Lawmakers consider raising doctor's license fees

The fund which provides for licensing and disciplining doctors has dried up, and the state has had to lay off 18 of the 26 workers in the Illinois Department of Financial and Professional Regulation.

Passavant Area Hospital Physician Services officer Stephen Lee says it would create a crisis in the hospital’s recruiting efforts and re-credentialing its physicians.

“Certainly, it could cause a problem if we're trying to recruit a physician say that lives in Iowa or Missouri and he doesn't have an Illinois license, and then we try to recruit him and he finds out that it would be a year or 18 months to get a license," says Lee. "That would certainly have a negative impact on our recruiting effort."
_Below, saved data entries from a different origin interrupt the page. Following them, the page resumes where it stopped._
mod common;

use std::thread;
use std::time::Duration;

use mpi_ptp::environment::{Config, Universe};
use mpi_ptp::traits::*;
use mpi_ptp::transport::{TcpTransport, Transport, UdpTransport};

use common::init_logging;

/// Rank 0 sends `len` bytes to rank 1, which answers with their sum.
fn exchange<T: Transport + 'static>(drivers: [T; 2], len: usize) {
    let config = Config::builder()
        .retransmit_base(Duration::from_millis(50))
        .build();
    let [zero, one] = drivers;

    let receiver = {
        let config = config.clone();
        thread::spawn(move || {
            let universe = Universe::builder(1, 2)
                .config(config)
                .transport(one)
                .build()
                .unwrap();
            let world = universe.world();
            let (data, status) = world.process_at_rank(0).receive_vec::<u8>().unwrap();
            assert_eq!(status.byte_count(), len);
            assert!(!status.is_truncated());
            let sum: u64 = data.iter().map(|&b| u64::from(b)).sum();
            world.process_at_rank(0).send_with_tag(&sum, 1).unwrap();
            data
        })
    };

    let universe = Universe::builder(0, 2)
        .config(config)
        .transport(zero)
        .build()
        .unwrap();
    let world = universe.world();
    let data: Vec<u8> = (0..len).map(|i| (i % 251) as u8).collect();
    world.process_at_rank(1).send(&data[..]).unwrap();
    let (sum, status) = world.process_at_rank(1).receive_with_tag::<u64>(1).unwrap();
    assert_eq!(status.source_rank(), 1);
    assert_eq!(sum, data.iter().map(|&b| u64::from(b)).sum::<u64>());
    assert_eq!(receiver.join().unwrap(), data);
}

#[test]
fn udp_on_localhost() {
    init_logging();
    let mut zero = UdpTransport::bind("127.0.0.1:0").unwrap().with_max_payload(1024);
    let mut one = UdpTransport::bind("127.0.0.1:0").unwrap().with_max_payload(1024);
    zero.add_peer(1, one.local_addr().unwrap());
    one.add_peer(0, zero.local_addr().unwrap());
    exchange([zero, one], 20_000);
}

#[test]
fn tcp_on_localhost() {
    init_logging();
    let mut zero = TcpTransport::bind(0, "127.0.0.1:0").unwrap();
    let mut one = TcpTransport::bind(1, "127.0.0.1:0").unwrap();
    zero.add_peer(1, one.local_addr().unwrap());
    one.add_peer(0, zero.local_addr().unwrap());
    exchange([zero, one], 100_000);
}
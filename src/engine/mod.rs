//! The point-to-point engine
//!
//! One [`Engine`] per process owns every request descriptor, the matching queues, the
//! reliability state and the transport drivers. Nothing happens in the background: all work
//! is done by [`Engine::progress`], which the public operations call as they wait.
//!
//! A send moves through the engine as
//!
//! ```text
//! pending send --fragment--> frames to send --transmit--> awaiting acknowledgement --> done
//! ```
//!
//! and a receive as posted --match--> matched --reassembled--> done. Message and fragment
//! sequence numbers are assigned when a send leaves the pending queue, so a send cancelled
//! while still pending leaves no gap in either sequence.

use std::collections::{HashMap, HashSet, VecDeque};
use std::mem;
use std::sync::Arc;
use std::time::Duration;

use tracing::{debug, error, trace, warn};

use crate::clock::Clock;
use crate::datatype::Layout;
use crate::environment::Config;
use crate::error::{Error, Result};
use crate::point_to_point::Status;
use crate::transport::{Arrival, Path, PathTable, Transport, TransportError};
use crate::wire::{
    AckHeader, AckStatus, DataHeader, Header, ACK_MATCHED, DATA_PAYLOAD_CHECKSUM, DATA_READY,
    DATA_SYNCHRONOUS,
};
use crate::{ContextId, ProcessId, Rank, Tag};

use self::fragment::{fragment, OutgoingFrag, Reassembly};
use self::matching::{Envelope, IncomingFrag, MatchingEngine, Routed};
use self::reliability::{Failure, Reliability, RetransmitPolicy};
use self::store::{Completion, DescriptorStore, Handle, QueueRole, RequestState};

pub(crate) mod fragment;
pub mod lock;
pub(crate) mod matching;
pub(crate) mod reliability;
pub(crate) mod store;

/// Counters kept by the engine since the universe was built.
#[derive(Copy, Clone, Debug, Default, PartialEq, Eq)]
pub struct Statistics {
    /// Data fragments handed to a driver, retransmissions included
    pub frames_sent: u64,
    /// Frames of either kind received from drivers
    pub frames_received: u64,
    /// Data fragments sent again after a timeout or a rejection
    pub retransmissions: u64,
    /// Retransmission timers that ran out
    pub timeouts: u64,
    /// Accepting acknowledgements sent
    pub acks_sent: u64,
    /// Accepting acknowledgements received
    pub acks_received: u64,
    /// Rejecting acknowledgements sent
    pub nacks_sent: u64,
    /// Rejecting acknowledgements received
    pub nacks_received: u64,
    /// Data fragments received more than once
    pub duplicates: u64,
    /// Frames that failed their checksum
    pub checksum_failures: u64,
    /// Messages that arrived before a matching receive was posted
    pub unexpected_messages: u64,
    /// Operations that ended with an error
    pub failed_operations: u64,
    /// Sent fragments held for possible retransmission right now
    pub retained_fragments: u64,
    /// Request descriptors in use right now
    pub live_requests: u64,
}

/// The four send modes
#[derive(Copy, Clone, Debug, PartialEq, Eq)]
pub(crate) enum SendMode {
    Standard,
    Buffered,
    Synchronous,
    Ready,
}

pub(crate) struct SendOp {
    pub dest: ProcessId,
    pub tag: Tag,
    pub context: ContextId,
    pub mode: SendMode,
    pub payload: Arc<[u8]>,
    path: Option<Path>,
    msg_seq: u64,
    frags_total: usize,
    frags_sent: usize,
    frags_acked: usize,
    matched: bool,
    registered: bool,
    /// Bytes reserved from the attached buffer
    claimed: usize,
}

impl SendOp {
    pub fn new(
        dest: ProcessId,
        tag: Tag,
        context: ContextId,
        mode: SendMode,
        payload: Arc<[u8]>,
    ) -> Self {
        SendOp {
            dest,
            tag,
            context,
            mode,
            payload,
            path: None,
            msg_seq: 0,
            frags_total: 0,
            frags_sent: 0,
            frags_acked: 0,
            matched: false,
            registered: false,
            claimed: 0,
        }
    }

    fn is_complete(&self) -> bool {
        self.frags_total > 0
            && self.frags_acked >= self.frags_total
            && (self.mode != SendMode::Synchronous || self.matched)
    }
}

pub(crate) struct ReceiveOp {
    source: Option<ProcessId>,
    tag: Option<Tag>,
    context: ContextId,
    reassembly: Reassembly,
    envelope: Option<Envelope>,
}

impl ReceiveOp {
    /// `staging` holds the current contents of the destination buffer.
    pub fn new(
        source: Option<ProcessId>,
        tag: Option<Tag>,
        context: ContextId,
        staging: Vec<u8>,
        layout: Layout,
    ) -> Self {
        ReceiveOp {
            source,
            tag,
            context,
            reassembly: Reassembly::new(staging, layout),
            envelope: None,
        }
    }
}

pub(crate) enum Operation {
    Send(SendOp),
    Receive(ReceiveOp),
}

struct Queued {
    frag: OutgoingFrag,
    retry: bool,
}

fn rank_of(process: ProcessId) -> Rank {
    process as Rank
}

/// Translate a driver failure for the caller.
fn path_error(op: &'static str, transport: &'static str, dest: ProcessId, err: TransportError) -> Error {
    match err {
        TransportError::Unreachable(_) => Error::NoPath {
            op,
            rank: rank_of(dest),
        },
        TransportError::RegistrationLimit => Error::RegistrationLimit { op, transport },
        TransportError::Busy => Error::Busy {
            op,
            rank: rank_of(dest),
        },
        other => Error::Transport {
            op,
            transport,
            source: Arc::new(other),
        },
    }
}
While Republicans generally voiced displeasure with the idea of interfund borrowing to rehire the 18 workers immediately, then repaying the loan as the increased fees caught up with the program, Senate Minority Leader Christine Radogno asked whether in a department of more than 500 people, “you could not find eight people to redirect to do the license situation now?” The answer from the director of the Illinois Department of Financial and Professional Regulation, Manny Flores, was “If we did that, we would be sweeping funds from other dedicated funds, which we are not authorized to do.”

The bill, which also increases the fee doctors pay for their licenses, passed a committee on a party-line vote. It would boost fees from 300 dollars every three years to 700 dollars through June of 2018, when the fee would drop to 500 bucks. The fee has not been raised since 1987.